Parte de ella quería gritar, insultar, golpear, pero otra parte, la parte que entendía dolor y duelo y miedo, solo sintió cansancio. ¿Dónde está Camila? En el auto. Quiso venir, pero pensé que era mejor. Quiero verla. Sebastián se levantó y la condujo al auto blindado. Cuando la puerta trasera se abrió, Camila saltó afuera y corrió. lanzándose a los brazos de Valentina. Vale, vale, estás aquí. La niña la abrazó con fuerza llorando. Dijeron que me habías llevado. Dijeron que eras mala, pero yo siempre supe que no.
Intenté contarles, pero nadie me creía. Valentina abrazó a esa niña que amaba como hija, sintiendo sus propias lágrimas finalmente salir. Lo sé, mi amor, lo sé, pero ahora se acabó. La verdad salió. No te vas a ir, ¿verdad? Promete que no te irás. Valentina miró a Sebastián, quien esperaba la respuesta con la misma ansiedad que su hija. Camila, pasaron muchas cosas, necesito pensar. No. Camila sostuvo el rostro de Valentina con sus dos manos pequeñas. Prometiste. Cuando tenía miedo, prometiste que nunca me dejarías.
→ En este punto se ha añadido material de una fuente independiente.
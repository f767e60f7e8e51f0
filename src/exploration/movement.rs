//! Walking the player to an interaction target.
//!
//! Paths only cross tiles the player already knows (explored, or under the
//! player) and end on a stance tile next to the target, never on it.

use std::collections::{HashMap, VecDeque};

use tracing::{debug, trace};

use crate::tilemap::Coord;
use crate::zone::Zone;

/// Result of [`plan_path`].
#[derive(Clone, Debug, PartialEq, Eq)]
pub enum PathOutcome {
    /// Tiles to step through, excluding the player's own tile. Empty when the
    /// player already stands next to the target.
    Path(Vec<Coord>),
    Unreachable,
}

/// Known walkable 4-neighbors of a target, in neighbor order.
pub fn stance_tiles(zone: &Zone, target: Coord) -> Vec<Coord> {
    zone.neighbors(target)
        .filter(|&c| zone.is_known_walkable(c))
        .collect()
}

/// Shortest path from the player to any stance tile of `target`.
pub fn plan_path(zone: &Zone, target: Coord) -> PathOutcome {
    let Some(start) = zone.player() else {
        return PathOutcome::Unreachable;
    };
    let stances = stance_tiles(zone, target);
    if stances.is_empty() {
        return PathOutcome::Unreachable;
    }

    let mut parents: HashMap<Coord, Coord> = HashMap::new();
    let mut queue = VecDeque::from([start]);
    parents.insert(start, start);

    while let Some(current) = queue.pop_front() {
        if stances.contains(&current) {
            let mut path = Vec::new();
            let mut step = current;
            while step != start {
                path.push(step);
                match parents.get(&step) {
                    Some(&parent) => step = parent,
                    None => break,
                }
            }
            path.reverse();
            trace!(target = %target, steps = path.len(), "path planned");
            return PathOutcome::Path(path);
        }
        for n in zone.neighbors(current) {
            if n != target && zone.is_known_walkable(n) && !parents.contains_key(&n) {
                parents.insert(n, current);
                queue.push_back(n);
            }
        }
    }

    debug!(target = %target, "no known path to target");
    PathOutcome::Unreachable
}

/// Hooks invoked while a movement plays out.
pub trait MovementObserver {
    /// Checked before every step; returning false aborts the walk.
    fn in_zone(&self, zone: &Zone) -> bool {
        zone.player().is_some()
    }

    fn on_step(&mut self, _zone: &Zone, _at: Coord) {}

    fn on_arrival(&mut self, _zone: &Zone, _target: Coord) {}
}

/// Observer that does nothing.
impl MovementObserver for () {}

/// Result of one [`MovementExecution::step`].
#[derive(Clone, Copy, Debug, PartialEq, Eq)]
pub enum MoveStep {
    Stepped(Coord),
    /// Reached the stance tile; the arrival hook has fired.
    Arrived(Coord),
    /// Stopped before arrival; the arrival hook did not fire.
    Aborted,
    /// Already arrived or aborted earlier.
    Finished,
}

/// A planned walk, advanced one tile per tick.
#[derive(Clone, Debug)]
pub struct MovementExecution {
    target: Coord,
    path: VecDeque<Coord>,
    finished: bool,
}

impl MovementExecution {
    /// Plan a walk to `target`. `None` when it cannot be reached.
    pub fn plan(zone: &Zone, target: Coord) -> Option<Self> {
        match plan_path(zone, target) {
            PathOutcome::Path(path) => Some(Self {
                target,
                path: path.into(),
                finished: false,
            }),
            PathOutcome::Unreachable => None,
        }
    }

    pub fn target(&self) -> Coord {
        self.target
    }

    pub fn remaining(&self) -> usize {
        self.path.len()
    }

    pub fn is_finished(&self) -> bool {
        self.finished
    }

    /// Advance by one tile. The arrival hook fires on the tick that lands
    /// on the stance tile (or on the first tick of an empty path).
    pub fn step(&mut self, zone: &mut Zone, observer: &mut dyn MovementObserver) -> MoveStep {
        if self.finished {
            return MoveStep::Finished;
        }
        if !observer.in_zone(zone) {
            return self.abort();
        }

        if let Some(next) = self.path.pop_front() {
            if !zone.move_player(next) {
                return self.abort();
            }
            observer.on_step(zone, next);
            if !self.path.is_empty() {
                return MoveStep::Stepped(next);
            }
        }

        self.finished = true;
        observer.on_arrival(zone, self.target);
        MoveStep::Arrived(self.target)
    }

    fn abort(&mut self) -> MoveStep {
        self.finished = true;
        self.path.clear();
        debug!(target = %self.target, "movement aborted");
        MoveStep::Aborted
    }
}

#[cfg(test)]
mod tests {
    use super::*;
    use crate::zone::{build_zone, ZoneDefinition};

    /// 7x5 room, fully explored, player at (1, 1).
    fn room() -> Zone {
        let def = ZoneDefinition::from_layout(
            "room",
            &["#######", "#.....#", "#.###.#", "#.....#", "#######"],
        );
        let mut zone = build_zone(&def, "w").unwrap();
        for c in zone.walkable_tiles() {
            zone.mark_explored(c);
        }
        zone.move_player(Coord::new(1, 1));
        zone
    }

    #[derive(Default)]
    struct Recorder {
        steps: Vec<Coord>,
        arrived: Option<Coord>,
        leave_after: Option<usize>,
    }

    impl MovementObserver for Recorder {
        fn in_zone(&self, _zone: &Zone) -> bool {
            self.leave_after.map_or(true, |n| self.steps.len() < n)
        }

        fn on_step(&mut self, _zone: &Zone, at: Coord) {
            self.steps.push(at);
        }

        fn on_arrival(&mut self, _zone: &Zone, target: Coord) {
            self.arrived = Some(target);
        }
    }

    #[test]
    fn test_path_ends_next_to_target() {
        let zone = room();
        let target = Coord::new(5, 3);
        let PathOutcome::Path(path) = plan_path(&zone, target) else {
            panic!("expected a path");
        };
        let last = *path.last().unwrap();
        assert_eq!(last.manhattan(target), 1);
        assert!(path.iter().all(|&c| zone.is_walkable(c)));
        assert!(!path.contains(&Coord::new(1, 1)));
        for pair in path.windows(2) {
            assert_eq!(pair[0].manhattan(pair[1]), 1);
        }
    }

    #[test]
    fn test_target_inside_wall_is_reachable_from_side() {
        let zone = room();
        // (2, 2) is a wall; (1, 2) is a stance tile and is visited first
        assert_eq!(plan_path(&zone, Coord::new(2, 2)), PathOutcome::Path(vec![Coord::new(1, 2)]));
    }

    #[test]
    fn test_unknown_tiles_are_not_crossed() {
        let def = ZoneDefinition::from_layout("fog", &["#######", "#.....#", "#######"]);
        let mut zone = build_zone(&def, "w").unwrap();
        zone.enter();
        assert_eq!(plan_path(&zone, Coord::new(5, 1)), PathOutcome::Unreachable);
    }

    #[test]
    fn test_already_adjacent_arrives_immediately() {
        let mut zone = room();
        let mut exec = MovementExecution::plan(&zone, Coord::new(2, 1)).unwrap();
        assert_eq!(exec.remaining(), 0);
        let mut rec = Recorder::default();
        assert_eq!(exec.step(&mut zone, &mut rec), MoveStep::Arrived(Coord::new(2, 1)));
        assert_eq!(rec.arrived, Some(Coord::new(2, 1)));
        assert_eq!(exec.step(&mut zone, &mut rec), MoveStep::Finished);
    }

    #[test]
    fn test_walk_fires_steps_then_arrival() {
        let mut zone = room();
        let target = Coord::new(5, 3);
        let mut exec = MovementExecution::plan(&zone, target).unwrap();
        let planned = exec.remaining();
        let mut rec = Recorder::default();

        let mut ticks = 0;
        while !exec.is_finished() {
            exec.step(&mut zone, &mut rec);
            ticks += 1;
        }
        assert_eq!(ticks, planned);
        assert_eq!(rec.steps.len(), planned);
        assert_eq!(rec.arrived, Some(target));
        assert_eq!(zone.player().unwrap().manhattan(target), 1);
    }

    #[test]
    fn test_leaving_zone_aborts_without_arrival() {
        let mut zone = room();
        let mut exec = MovementExecution::plan(&zone, Coord::new(5, 3)).unwrap();
        let mut rec = Recorder {
            leave_after: Some(1),
            ..Recorder::default()
        };
        assert!(matches!(exec.step(&mut zone, &mut rec), MoveStep::Stepped(_)));
        assert_eq!(exec.step(&mut zone, &mut rec), MoveStep::Aborted);
        assert_eq!(rec.arrived, None);
        assert_eq!(exec.step(&mut zone, &mut rec), MoveStep::Finished);
    }

    #[test]
    fn test_clearing_player_aborts_walk() {
        let mut zone = room();
        let mut exec = MovementExecution::plan(&zone, Coord::new(5, 3)).unwrap();
        let first = match exec.step(&mut zone, &mut ()) {
            MoveStep::Stepped(c) => c,
            other => panic!("expected a step, got {other:?}"),
        };
        zone.clear_player();
        assert!(!zone.tile(first).unwrap().has_player());
        assert_eq!(exec.step(&mut zone, &mut ()), MoveStep::Aborted);
        assert!(exec.is_finished());
    }
}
prometiste. Valentina cerró los ojos, respiró profundo. Está bien, no me iré, pero las cosas necesitan cambiar. Esa noche, después de que Camila finalmente durmió, exhausta de tanto llorar y aferrarse a Valentina, Sebastián y Valentina conversaron en la sala. Él había mandado a todas las empleadas a casa. La mansión estaba en silencio, solo ellos dos y el peso de todo lo que había ocurrido. Valentina, sé que no tengo derecho a pedir nada, pero quédate, por favor. Camila te necesita.
No se trata de necesitar, se trata de respeto. Valentina lo encaró directamente. No puedo seguir siendo la niñera. No puedo seguir siendo la empleada que ignoras hasta que necesitas. Si me quedo, me quedo como consultora educativa de Camila, con contrato formal, derechos laborales, salario justo y voz activa en todas las decisiones sobre ella. Puedes hacer el contrato que quieras, puedes poner el salario que consideres justo y una cosa más. Valentina se levantó caminando hacia la ventana. Necesitas demostrar que me ves como igual, no como alguien a quien salvaste, no como la pobrecita a quien estás compensando, como igual.
Sebastián se levantó también caminando hasta quedar a su lado. Valentina, nunca te vi como inferior. Te vi como amenaza. ¿Cómo? Porque me hiciste sentir cosas que no sentía desde hace 3 años. Porque cuando llego a casa y escucho tu voz, el peso en el pecho disminuye porque mi hija sonríe cuando estás cerca. Y eso me aterrorizaba porque significaba que estaba empezando a vivir de nuevo y vivir duele. Valentina sintió el corazón acelerarse, pero mantuvo la voz firme.